Go through the records below and restate each one word for word.

=== DATASET ENTRIES ===

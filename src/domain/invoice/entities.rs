use chrono::{DateTime, Days, NaiveDate, Utc};
use rust_decimal::Decimal;
use serde::{Deserialize, Serialize};

use super::errors::InvoiceError;
use super::value_objects::{
  InvoiceId, InvoiceKind, InvoiceNumber, InvoiceStatus, PaymentTerms, TaxRate,
};
use crate::domain::company::value_objects::CompanyId;
use crate::domain::job::entities::Job;
use crate::domain::job::value_objects::JobId;
use crate::domain::shared::{Currency, Money};

// Invoice Line Item - one per constituent job
#[derive(Debug, Clone, PartialEq, Serialize, Deserialize)]
pub struct InvoiceLineItem {
  pub job_id: JobId,
  pub description: String,
  pub amount: Money,
}

impl InvoiceLineItem {
  fn describe(job: &Job) -> String {
    format!(
      "{}: {} to {}",
      job.reference, job.pickup.city, job.delivery.city
    )
  }

  /// Bills the customer the job's value
  pub fn billing(job: &Job) -> Self {
    Self {
      job_id: job.id.clone(),
      description: Self::describe(job),
      amount: job.value,
    }
  }

  /// Pays the carrier the agreed cost
  pub fn carrier_payment(job: &Job) -> Result<Self, InvoiceError> {
    let cost = job
      .agreed_cost_gbp
      .ok_or_else(|| InvoiceError::MissingAgreedCost(job.id.clone()))?;
    Ok(Self {
      job_id: job.id.clone(),
      description: Self::describe(job),
      amount: Money::gbp(cost)?,
    })
  }
}

// Invoice Totals - Calculated from line items
#[derive(Debug, Clone, Copy, PartialEq, Serialize)]
pub struct InvoiceTotals {
  pub subtotal: Money,
  pub vat: Money,
  pub total: Money,
}

impl InvoiceTotals {
  pub fn calculate(
    line_items: &[InvoiceLineItem],
    currency: Currency,
    tax_rate: TaxRate,
  ) -> Result<Self, InvoiceError> {
    let subtotal = line_items
      .iter()
      .try_fold(Money::zero(currency), |acc, item| acc.add(&item.amount))?;
    let vat = subtotal.multiply(tax_rate.value());
    let total = subtotal.add(&vat)?;

    Ok(Self {
      subtotal,
      vat,
      total,
    })
  }
}

/// Terms applied when an invoice is raised
#[derive(Debug, Clone, Copy)]
pub struct InvoiceTerms {
  pub tax_rate: TaxRate,
  pub payment_terms: PaymentTerms,
  pub invoice_date: NaiveDate,
}

/// Billing period covered by a carrier self-invoice
#[derive(Debug, Clone, Copy, PartialEq, Eq)]
pub struct InvoicePeriod {
  pub start: NaiveDate,
  pub end: NaiveDate,
}

impl InvoicePeriod {
  pub fn new(start: NaiveDate, end: NaiveDate) -> Result<Self, InvoiceError> {
    if end < start {
      return Err(InvoiceError::InvalidPeriod { start, end });
    }
    Ok(Self { start, end })
  }

  pub fn contains(&self, date: NaiveDate) -> bool {
    self.start <= date && date <= self.end
  }
}

#[derive(Debug, Clone, PartialEq, Serialize, Deserialize)]
pub struct Invoice {
  pub id: InvoiceId,
  pub invoice_number: InvoiceNumber,
  pub kind: InvoiceKind,
  pub company_id: CompanyId,
  pub job_ids: Vec<JobId>,
  pub line_items: Vec<InvoiceLineItem>,
  pub currency: Currency,
  pub subtotal: Money,
  pub tax_rate: TaxRate,
  pub vat: Money,
  pub total: Money,
  pub invoice_date: NaiveDate,
  pub due_date: NaiveDate,
  pub payment_terms: PaymentTerms,
  pub period_start: Option<NaiveDate>,
  pub period_end: Option<NaiveDate>,
  pub status: InvoiceStatus,
  pub created_at: DateTime<Utc>,
  pub updated_at: DateTime<Utc>,
}

impl Invoice {
  /// Customer invoice for a single job. Readiness is checked by the caller.
  pub fn from_job(job: &Job, terms: InvoiceTerms) -> Result<Self, InvoiceError> {
    let customer_id = job
      .customer_id
      .clone()
      .ok_or_else(|| InvoiceError::MissingCustomer(job.id.clone()))?;

    let line_items = vec![InvoiceLineItem::billing(job)];
    Self::build(
      InvoiceNumber::for_job(&job.reference),
      InvoiceKind::Customer,
      customer_id,
      line_items,
      job.value.currency,
      terms,
      None,
    )
  }

  /// Carrier self-invoice over `jobs`: GBP agreed costs, no VAT
  pub fn self_invoice(
    carrier_id: CompanyId,
    jobs: &[Job],
    period: InvoicePeriod,
    invoice_date: NaiveDate,
    payment_terms: PaymentTerms,
  ) -> Result<Self, InvoiceError> {
    if jobs.is_empty() {
      return Err(InvoiceError::EmptyBatch);
    }
    let line_items = jobs
      .iter()
      .map(InvoiceLineItem::carrier_payment)
      .collect::<Result<Vec<_>, _>>()?;

    Self::build(
      InvoiceNumber::for_self_invoice(period.end),
      InvoiceKind::CarrierSelfInvoice,
      carrier_id,
      line_items,
      Currency::GBP,
      InvoiceTerms {
        tax_rate: TaxRate::zero(),
        payment_terms,
        invoice_date,
      },
      Some(period),
    )
  }

  fn build(
    invoice_number: InvoiceNumber,
    kind: InvoiceKind,
    company_id: CompanyId,
    line_items: Vec<InvoiceLineItem>,
    currency: Currency,
    terms: InvoiceTerms,
    period: Option<InvoicePeriod>,
  ) -> Result<Self, InvoiceError> {
    let totals = InvoiceTotals::calculate(&line_items, currency, terms.tax_rate)?;
    let due_date = terms
      .invoice_date
      .checked_add_days(Days::new(u64::from(terms.payment_terms.days())))
      .ok_or(InvoiceError::InvalidDueDate(terms.invoice_date))?;

    let now = Utc::now();
    Ok(Self {
      id: InvoiceId::generate(),
      invoice_number,
      kind,
      company_id,
      job_ids: line_items.iter().map(|item| item.job_id.clone()).collect(),
      line_items,
      currency,
      subtotal: totals.subtotal,
      tax_rate: terms.tax_rate,
      vat: totals.vat,
      total: totals.total,
      invoice_date: terms.invoice_date,
      due_date,
      payment_terms: terms.payment_terms,
      period_start: period.map(|p| p.start),
      period_end: period.map(|p| p.end),
      status: InvoiceStatus::Draft,
      created_at: now,
      updated_at: now,
    })
  }

  pub fn change_status(&mut self, new_status: InvoiceStatus) -> Result<(), InvoiceError> {
    if !self.status.can_transition_to(new_status) {
      return Err(InvoiceError::InvalidStatusTransition {
        from: self.status,
        to: new_status,
      });
    }
    self.status = new_status;
    self.updated_at = Utc::now();
    Ok(())
  }

  /// Sent and past its due date
  pub fn is_overdue(&self, current_date: NaiveDate) -> bool {
    self.status == InvoiceStatus::Sent && current_date > self.due_date
  }

  /// Customer invoice that is still owed
  pub fn can_accept_payment(&self) -> bool {
    self.kind == InvoiceKind::Customer && self.status.is_outstanding()
  }

  pub fn totals(&self) -> InvoiceTotals {
    InvoiceTotals {
      subtotal: self.subtotal,
      vat: self.vat,
      total: self.total,
    }
  }
}

/// Count and value of invoices sharing a status and currency
#[derive(Debug, Clone, PartialEq, Serialize)]
pub struct InvoiceStatusSummary {
  pub status: InvoiceStatus,
  pub currency: Currency,
  pub count: i64,
  pub total: Decimal,
}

===

• [RESULT FOR THIS EXERCISE]:
filename src/domain/invoice/entities.rs
use chrono::{DateTime, Days, NaiveDate, Utc};
use rust_decimal::Decimal;
use serde::{Deserialize, Serialize};

use super::errors::InvoiceError;
use super::value_objects::{
  InvoiceId, InvoiceKind, InvoiceNumber, InvoiceStatus, PaymentTerms, TaxRate,
};
use crate::domain::company::value_objects::CompanyId;
use crate::domain::job::entities::Job;
use crate::domain::job::value_objects::JobId;
use crate::domain::shared::{Currency, Money};

// Invoice Line Item - one per constituent job
#[derive(Debug, Clone, PartialEq, Serialize, Deserialize)]
pub struct InvoiceLineItem {
  pub job_id: JobId,
  pub description: String,
  pub amount: Money,
}

impl InvoiceLineItem {
  fn describe(job: &Job) -> String {
    format!(
      "{}: {} to {}",
      job.reference, job.pickup.city, job.delivery.city
    )
  }

  /// Bills the customer the job's value
  pub fn billing(job: &Job) -> Self {
    Self {
      job_id: job.id.clone(),
      description: Self::describe(job),
      amount: job.value,
    }
  }

  /// Pays the carrier the agreed cost
  pub fn carrier_payment(job: &Job) -> Result<Self, InvoiceError> {
    let cost = job
      .agreed_cost_gbp
      .ok_or_else(|| InvoiceError::MissingAgreedCost(job.id.clone()))?;
    Ok(Self {
      job_id: job.id.clone(),
      description: Self::describe(job),
      amount: Money::gbp(cost)?,
    })
  }
}

// Invoice Totals - Calculated from line items
#[derive(Debug, Clone, Copy, PartialEq, Serialize)]
pub struct InvoiceTotals {
  pub subtotal: Money,
  pub vat: Money,
  pub total: Money,
}

impl InvoiceTotals {
  pub fn calculate(
    line_items: &[InvoiceLineItem],
    currency: Currency,
    tax_rate: TaxRate,
  ) -> Result<Self, InvoiceError> {
    let subtotal = line_items
      .iter()
      .try_fold(Money::zero(currency), |acc, item| acc.add(&item.amount))?;
    let vat = subtotal.multiply(tax_rate.value());
    let total = subtotal.add(&vat)?;

    Ok(Self {
      subtotal,
      vat,
      total,
    })
  }
}

/// Terms applied when an invoice is raised
#[derive(Debug, Clone, Copy)]
pub struct InvoiceTerms {
  pub tax_rate: TaxRate,
  pub payment_terms: PaymentTerms,
  pub invoice_date: NaiveDate,
}

/// Billing period covered by a carrier self-invoice
#[derive(Debug, Clone, Copy, PartialEq, Eq)]
pub struct InvoicePeriod {
  pub start: NaiveDate,
  pub end: NaiveDate,
}

impl InvoicePeriod {
  pub fn new(start: NaiveDate, end: NaiveDate) -> Result<Self, InvoiceError> {
    if end < start {
      return Err(InvoiceError::InvalidPeriod { start, end });
    }
    Ok(Self { start, end })
  }

  pub fn contains(&self, date: NaiveDate) -> bool {
    self.start <= date && date <= self.end
  }
}

#[derive(Debug, Clone, PartialEq, Serialize, Deserialize)]
pub struct Invoice {
  pub id: InvoiceId,
  pub invoice_number: InvoiceNumber,
  pub kind: InvoiceKind,
  pub company_id: CompanyId,
  pub job_ids: Vec<JobId>,
  pub line_items: Vec<InvoiceLineItem>,
  pub currency: Currency,
  pub subtotal: Money,
  pub tax_rate: TaxRate,
  pub vat: Money,
  pub total: Money,
  pub invoice_date: NaiveDate,
  pub due_date: NaiveDate,
  pub payment_terms: PaymentTerms,
  pub period_start: Option<NaiveDate>,
  pub period_end: Option<NaiveDate>,
  pub status: InvoiceStatus,
  pub created_at: DateTime<Utc>,
  pub updated_at: DateTime<Utc>,
}

impl Invoice {
  /// Customer invoice for a single job. Readiness is checked by the caller.
  pub fn from_job(job: &Job, terms: InvoiceTerms) -> Result<Self, InvoiceError> {
    let customer_id = job
      .customer_id
      .clone()
      .ok_or_else(|| InvoiceError::MissingCustomer(job.id.clone()))?;

    let line_items = vec![InvoiceLineItem::billing(job)];
    Self::build(
      InvoiceNumber::for_job(&job.reference),
      InvoiceKind::Customer,
      customer_id,
      line_items,
      job.value.currency,
      terms,
      None,
    )
  }

  /// Carrier self-invoice over `jobs`: GBP agreed costs, no VAT
  pub fn self_invoice(
    carrier_id: CompanyId,
    jobs: &[Job],
    period: InvoicePeriod,
    invoice_date: NaiveDate,
    payment_terms: PaymentTerms,
  ) -> Result<Self, InvoiceError> {
    if jobs.is_empty() {
      return Err(InvoiceError::EmptyBatch);
    }
    let line_items = jobs
      .iter()
      .map(InvoiceLineItem::carrier_payment)
      .collect::<Result<Vec<_>, _>>()?;

    Self::build(
      InvoiceNumber::for_self_invoice(period.end),
      InvoiceKind::CarrierSelfInvoice,
      carrier_id,
      line_items,
      Currency::GBP,
      InvoiceTerms {
        tax_rate: TaxRate::zero(),
        payment_terms,
        invoice_date,
      },
      Some(period),
    )
  }

  fn build(
    invoice_number: InvoiceNumber,
    kind: InvoiceKind,
    company_id: CompanyId,
    line_items: Vec<InvoiceLineItem>,
    currency: Currency,
    terms: InvoiceTerms,
    period: Option<InvoicePeriod>,
  ) -> Result<Self, InvoiceError> {
    let totals = InvoiceTotals::calculate(&line_items, currency, terms.tax_rate)?;
    let due_date = terms
      .invoice_date
      .checked_add_days(Days::new(u64::from(terms.payment_terms.days())))
      .ok_or(InvoiceError::InvalidDueDate(terms.invoice_date))?;

    let now = Utc::now();
    Ok(Self {
      id: InvoiceId::generate(),
      invoice_number,
      kind,
      company_id,
      job_ids: line_items.iter().map(|item| item.job_id.clone()).collect(),
      line_items,
      currency,
      subtotal: totals.subtotal,
      tax_rate: terms.tax_rate,
      vat: totals.vat,
      total: totals.total,
      invoice_date: terms.invoice_date,
      due_date,
      payment_terms: terms.payment_terms,
      period_start: period.map(|p| p.start),
      period_end: period.map(|p| p.end),
      status: InvoiceStatus::Draft,
      created_at: now,
      updated_at: now,
    })
  }

  pub fn change_status(&mut self, new_status: InvoiceStatus) -> Result<(), InvoiceError> {
    if !self.status.can_transition_to(new_status) {
      return Err(InvoiceError::InvalidStatusTransition {
        from: self.status,
        to: new_status,
      });
    }
    self.status = new_status;
    self.updated_at = Utc::now();
    Ok(())
  }

  /// Sent and past its due date
  pub fn is_overdue(&self, current_date: NaiveDate) -> bool {
    self.status == InvoiceStatus::Sent && current_date > self.due_date
  }

  /// Customer invoice that is still owed
  pub fn can_accept_payment(&self) -> bool {
    self.kind == InvoiceKind::Customer && self.status.is_outstanding()
  }

  pub fn totals(&self) -> InvoiceTotals {
    InvoiceTotals {
      subtotal: self.subtotal,
      vat: self.vat,
      total: self.total,
    }
  }
}

/// Count and value of invoices sharing a status and currency
#[derive(Debug, Clone, PartialEq, Serialize)]
pub struct InvoiceStatusSummary {
  pub status: InvoiceStatus,
  pub currency: Currency,
  pub count: i64,
  pub total: Decimal,
}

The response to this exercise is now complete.